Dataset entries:
= = =

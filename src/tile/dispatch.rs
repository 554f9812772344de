//! Pixel layout dispatch.
//!
//! Maps a runtime ([`PixelFormat`], [`ChannelType`]) pair onto a statically
//! typed tile builder. The table below is the single source of truth for
//! which layouts can be tiled; a layout missing from it is rejected with
//! [`TileError::UnsupportedFormat`].

use crate::error::TileError;
use crate::image::{subsample, BoundingBox, ImageBuffer};
use crate::pixel::{ChannelType, Pixel, PixelFormat, PixelGray, PixelGrayA, PixelRgb, PixelRgba};
use crate::raster::{region_len, RasterSource};

use super::TileResource;

/// Reads a region from a source and downsamples it by an integer factor.
pub type TileBuildFn = fn(&dyn RasterSource, BoundingBox, u64) -> Result<TileResource, TileError>;

struct DispatchEntry {
    pixel_format: PixelFormat,
    channel_type: ChannelType,
    build: TileBuildFn,
}

macro_rules! entry {
    ($format:ident, $channel:ident, $pixel:ty) => {
        DispatchEntry {
            pixel_format: PixelFormat::$format,
            channel_type: ChannelType::$channel,
            build: build_tile::<$pixel>,
        }
    };
}

static DISPATCH_TABLE: &[DispatchEntry] = &[
    entry!(Gray, Uint8, PixelGray<u8>),
    entry!(Gray, Int16, PixelGray<i16>),
    entry!(Gray, Uint16, PixelGray<u16>),
    entry!(Gray, Float32, PixelGray<f32>),
    entry!(GrayAlpha, Uint8, PixelGrayA<u8>),
    entry!(GrayAlpha, Int16, PixelGrayA<i16>),
    entry!(GrayAlpha, Uint16, PixelGrayA<u16>),
    entry!(GrayAlpha, Float32, PixelGrayA<f32>),
    entry!(Rgb, Uint8, PixelRgb<u8>),
    entry!(Rgb, Uint16, PixelRgb<u16>),
    entry!(RgbAlpha, Uint8, PixelRgba<u8>),
    entry!(RgbAlpha, Uint16, PixelRgba<u16>),
];

/// Lookup facade over the dispatch table.
#[derive(Debug, Clone, Copy, Default)]
pub struct PixelDispatch;

impl PixelDispatch {
    /// Tile builder for a layout, if supported.
    pub fn lookup(pixel_format: PixelFormat, channel_type: ChannelType) -> Option<TileBuildFn> {
        DISPATCH_TABLE
            .iter()
            .find(|e| e.pixel_format == pixel_format && e.channel_type == channel_type)
            .map(|e| e.build)
    }

    pub fn is_supported(pixel_format: PixelFormat, channel_type: ChannelType) -> bool {
        Self::lookup(pixel_format, channel_type).is_some()
    }

    /// Every supported layout, in table order.
    pub fn supported() -> impl Iterator<Item = (PixelFormat, ChannelType)> {
        DISPATCH_TABLE
            .iter()
            .map(|e| (e.pixel_format, e.channel_type))
    }

    /// Build a tile from `bbox` of `source` using the source's own layout.
    ///
    /// # Errors
    ///
    /// - [`TileError::UnsupportedFormat`] if the layout is not in the table
    /// - [`TileError::Raster`] if the read fails
    pub fn build(
        source: &dyn RasterSource,
        bbox: BoundingBox,
        factor: u64,
    ) -> Result<TileResource, TileError> {
        let pixel_format = source.pixel_format();
        let channel_type = source.channel_type();
        let build = Self::lookup(pixel_format, channel_type).ok_or(TileError::UnsupportedFormat {
            pixel_format,
            channel_type,
        })?;
        build(source, bbox, factor)
    }
}

fn build_tile<P: Pixel>(
    source: &dyn RasterSource,
    bbox: BoundingBox,
    factor: u64,
) -> Result<TileResource, TileError> {
    let planes = source.planes();
    let mut raw = vec![0u8; region_len(&bbox, planes, P::SIZE)];
    source.read(&mut raw, bbox)?;

    let tile = ImageBuffer::<P>::from_ne_bytes(bbox.width as u32, bbox.height as u32, planes, &raw)?;
    let reduced = subsample(&tile, factor);
    Ok(TileResource::from_image(&reduced))
}
use crate::pixel::Pixel;

use super::ImageBuffer;

/// A lazily evaluated image.
///
/// An expression knows its dimensions and can compute any pixel on demand.
/// Evaluation may be arbitrarily expensive; [`DiskCacheImageView`] exists to
/// pay that cost exactly once.
///
/// [`DiskCacheImageView`]: crate::cache::DiskCacheImageView
pub trait ImageExpr {
    type Pixel: Pixel;

    fn cols(&self) -> u32;

    fn rows(&self) -> u32;

    fn planes(&self) -> u32 {
        1
    }

    /// Compute the pixel at `(x, y)` on `plane`.
    ///
    /// Callers must stay inside `cols × rows × planes`.
    fn pixel(&self, x: u32, y: u32, plane: u32) -> Self::Pixel;

    /// Apply `f` to every pixel of this expression.
    fn map<F, Q>(self, f: F) -> MapExpr<Self, F>
    where
        Self: Sized,
        F: Fn(Self::Pixel) -> Q,
        Q: Pixel,
    {
        MapExpr { inner: self, f }
    }

    /// Evaluate the whole expression into memory.
    fn rasterize(&self) -> ImageBuffer<Self::Pixel> {
        let mut out = ImageBuffer::with_planes(self.cols(), self.rows(), self.planes());
        for plane in 0..self.planes() {
            for y in 0..self.rows() {
                for x in 0..self.cols() {
                    out.set(x, y, plane, self.pixel(x, y, plane));
                }
            }
        }
        out
    }
}

impl<E: ImageExpr + ?Sized> ImageExpr for &E {
    type Pixel = E::Pixel;

    fn cols(&self) -> u32 {
        (**self).cols()
    }

    fn rows(&self) -> u32 {
        (**self).rows()
    }

    fn planes(&self) -> u32 {
        (**self).planes()
    }

    fn pixel(&self, x: u32, y: u32, plane: u32) -> Self::Pixel {
        (**self).pixel(x, y, plane)
    }
}

/// Per-pixel transform of another expression. See [`ImageExpr::map`].
#[derive(Debug, Clone)]
pub struct MapExpr<E, F> {
    inner: E,
    f: F,
}

impl<E, F, Q> ImageExpr for MapExpr<E, F>
where
    E: ImageExpr,
    F: Fn(E::Pixel) -> Q,
    Q: Pixel,
{
    type Pixel = Q;

    fn cols(&self) -> u32 {
        self.inner.cols()
    }

    fn rows(&self) -> u32 {
        self.inner.rows()
    }

    fn planes(&self) -> u32 {
        self.inner.planes()
    }

    fn pixel(&self, x: u32, y: u32, plane: u32) -> Q {
        (self.f)(self.inner.pixel(x, y, plane))
    }
}

/// Downsample by keeping every `factor`-th pixel on both axes.
///
/// The output is `ceil(cols / factor) × ceil(rows / factor)`; pixel `(i, j)`
/// is source pixel `(i * factor, j * factor)`. A factor of 0 or 1 returns a
/// copy of the input.
pub fn subsample<P: Pixel>(image: &ImageBuffer<P>, factor: u64) -> ImageBuffer<P> {
    if factor <= 1 {
        return image.clone();
    }
    let cols = image.cols() as u64;
    let rows = image.rows() as u64;
    let out_cols = cols.div_ceil(factor) as u32;
    let out_rows = rows.div_ceil(factor) as u32;

    let mut out = ImageBuffer::with_planes(out_cols, out_rows, image.planes());
    for plane in 0..image.planes() {
        for j in 0..out_rows {
            let y = (j as u64 * factor) as u32;
            for i in 0..out_cols {
                let x = (i as u64 * factor) as u32;
                out.set(i, j, plane, image.pixel(x, y, plane));
            }
        }
    }
    out
}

= = =

DIRECTIONS FOR THIS TASK -> Retype every entry, keeping each character as it was.

ANSWER BOX ->
filename src/tile/dispatch.rs
repository 554f9812772344de
//! Pixel layout dispatch.
//!
//! Maps a runtime ([`PixelFormat`], [`ChannelType`]) pair onto a statically
//! typed tile builder. The table below is the single source of truth for
//! which layouts can be tiled; a layout missing from it is rejected with
//! [`TileError::UnsupportedFormat`].

use crate::error::TileError;
use crate::image::{subsample, BoundingBox, ImageBuffer};
use crate::pixel::{ChannelType, Pixel, PixelFormat, PixelGray, PixelGrayA, PixelRgb, PixelRgba};
use crate::raster::{region_len, RasterSource};

use super::TileResource;

/// Reads a region from a source and downsamples it by an integer factor.
pub type TileBuildFn = fn(&dyn RasterSource, BoundingBox, u64) -> Result<TileResource, TileError>;

struct DispatchEntry {
    pixel_format: PixelFormat,
    channel_type: ChannelType,
    build: TileBuildFn,
}

macro_rules! entry {
    ($format:ident, $channel:ident, $pixel:ty) => {
        DispatchEntry {
            pixel_format: PixelFormat::$format,
            channel_type: ChannelType::$channel,
            build: build_tile::<$pixel>,
        }
    };
}

static DISPATCH_TABLE: &[DispatchEntry] = &[
    entry!(Gray, Uint8, PixelGray<u8>),
    entry!(Gray, Int16, PixelGray<i16>),
    entry!(Gray, Uint16, PixelGray<u16>),
    entry!(Gray, Float32, PixelGray<f32>),
    entry!(GrayAlpha, Uint8, PixelGrayA<u8>),
    entry!(GrayAlpha, Int16, PixelGrayA<i16>),
    entry!(GrayAlpha, Uint16, PixelGrayA<u16>),
    entry!(GrayAlpha, Float32, PixelGrayA<f32>),
    entry!(Rgb, Uint8, PixelRgb<u8>),
    entry!(Rgb, Uint16, PixelRgb<u16>),
    entry!(RgbAlpha, Uint8, PixelRgba<u8>),
    entry!(RgbAlpha, Uint16, PixelRgba<u16>),
];

/// Lookup facade over the dispatch table.
#[derive(Debug, Clone, Copy, Default)]
pub struct PixelDispatch;

impl PixelDispatch {
    /// Tile builder for a layout, if supported.
    pub fn lookup(pixel_format: PixelFormat, channel_type: ChannelType) -> Option<TileBuildFn> {
        DISPATCH_TABLE
            .iter()
            .find(|e| e.pixel_format == pixel_format && e.channel_type == channel_type)
            .map(|e| e.build)
    }

    pub fn is_supported(pixel_format: PixelFormat, channel_type: ChannelType) -> bool {
        Self::lookup(pixel_format, channel_type).is_some()
    }

    /// Every supported layout, in table order.
    pub fn supported() -> impl Iterator<Item = (PixelFormat, ChannelType)> {
        DISPATCH_TABLE
            .iter()
            .map(|e| (e.pixel_format, e.channel_type))
    }

    /// Build a tile from `bbox` of `source` using the source's own layout.
    ///
    /// # Errors
    ///
    /// - [`TileError::UnsupportedFormat`] if the layout is not in the table
    /// - [`TileError::Raster`] if the read fails
    pub fn build(
        source: &dyn RasterSource,
        bbox: BoundingBox,
        factor: u64,
    ) -> Result<TileResource, TileError> {
        let pixel_format = source.pixel_format();
        let channel_type = source.channel_type();
        let build = Self::lookup(pixel_format, channel_type).ok_or(TileError::UnsupportedFormat {
            pixel_format,
            channel_type,
        })?;
        build(source, bbox, factor)
    }
}

fn build_tile<P: Pixel>(
    source: &dyn RasterSource,
    bbox: BoundingBox,
    factor: u64,
) -> Result<TileResource, TileError> {
    let planes = source.planes();
    let mut raw = vec![0u8; region_len(&bbox, planes, P::SIZE)];
    source.read(&mut raw, bbox)?;

    let tile = ImageBuffer::<P>::from_ne_bytes(bbox.width as u32, bbox.height as u32, planes, &raw)?;
    let reduced = subsample(&tile, factor);
    Ok(TileResource::from_image(&reduced))
}
use crate::pixel::Pixel;

use super::ImageBuffer;

/// A lazily evaluated image.
///
/// An expression knows its dimensions and can compute any pixel on demand.
/// Evaluation may be arbitrarily expensive; [`DiskCacheImageView`] exists to
/// pay that cost exactly once.
///
/// [`DiskCacheImageView`]: crate::cache::DiskCacheImageView
pub trait ImageExpr {
    type Pixel: Pixel;

    fn cols(&self) -> u32;

    fn rows(&self) -> u32;

    fn planes(&self) -> u32 {
        1
    }

    /// Compute the pixel at `(x, y)` on `plane`.
    ///
    /// Callers must stay inside `cols × rows × planes`.
    fn pixel(&self, x: u32, y: u32, plane: u32) -> Self::Pixel;

    /// Apply `f` to every pixel of this expression.
    fn map<F, Q>(self, f: F) -> MapExpr<Self, F>
    where
        Self: Sized,
        F: Fn(Self::Pixel) -> Q,
        Q: Pixel,
    {
        MapExpr { inner: self, f }
    }

    /// Evaluate the whole expression into memory.
    fn rasterize(&self) -> ImageBuffer<Self::Pixel> {
        let mut out = ImageBuffer::with_planes(self.cols(), self.rows(), self.planes());
        for plane in 0..self.planes() {
            for y in 0..self.rows() {
                for x in 0..self.cols() {
                    out.set(x, y, plane, self.pixel(x, y, plane));
                }
            }
        }
        out
    }
}

impl<E: ImageExpr + ?Sized> ImageExpr for &E {
    type Pixel = E::Pixel;

    fn cols(&self) -> u32 {
        (**self).cols()
    }

    fn rows(&self) -> u32 {
        (**self).rows()
    }

    fn planes(&self) -> u32 {
        (**self).planes()
    }

    fn pixel(&self, x: u32, y: u32, plane: u32) -> Self::Pixel {
        (**self).pixel(x, y, plane)
    }
}

/// Per-pixel transform of another expression. See [`ImageExpr::map`].
#[derive(Debug, Clone)]
pub struct MapExpr<E, F> {
    inner: E,
    f: F,
}

impl<E, F, Q> ImageExpr for MapExpr<E, F>
where
    E: ImageExpr,
    F: Fn(E::Pixel) -> Q,
    Q: Pixel,
{
    type Pixel = Q;

    fn cols(&self) -> u32 {
        self.inner.cols()
    }

    fn rows(&self) -> u32 {
        self.inner.rows()
    }

    fn planes(&self) -> u32 {
        self.inner.planes()
    }

    fn pixel(&self, x: u32, y: u32, plane: u32) -> Q {
        (self.f)(self.inner.pixel(x, y, plane))
    }
}

/// Downsample by keeping every `factor`-th pixel on both axes.
///
/// The output is `ceil(cols / factor) × ceil(rows / factor)`; pixel `(i, j)`
/// is source pixel `(i * factor, j * factor)`. A factor of 0 or 1 returns a
/// copy of the input.
pub fn subsample<P: Pixel>(image: &ImageBuffer<P>, factor: u64) -> ImageBuffer<P> {
    if factor <= 1 {
        return image.clone();
    }
    let cols = image.cols() as u64;
    let rows = image.rows() as u64;
    let out_cols = cols.div_ceil(factor) as u32;
    let out_rows = rows.div_ceil(factor) as u32;

    let mut out = ImageBuffer::with_planes(out_cols, out_rows, image.planes());
    for plane in 0..image.planes() {
        for j in 0..out_rows {
            let y = (j as u64 * factor) as u32;
            for i in 0..out_cols {
                let x = (i as u64 * factor) as u32;
                out.set(i, j, plane, image.pixel(x, y, plane));
            }
        }
    }
    out
}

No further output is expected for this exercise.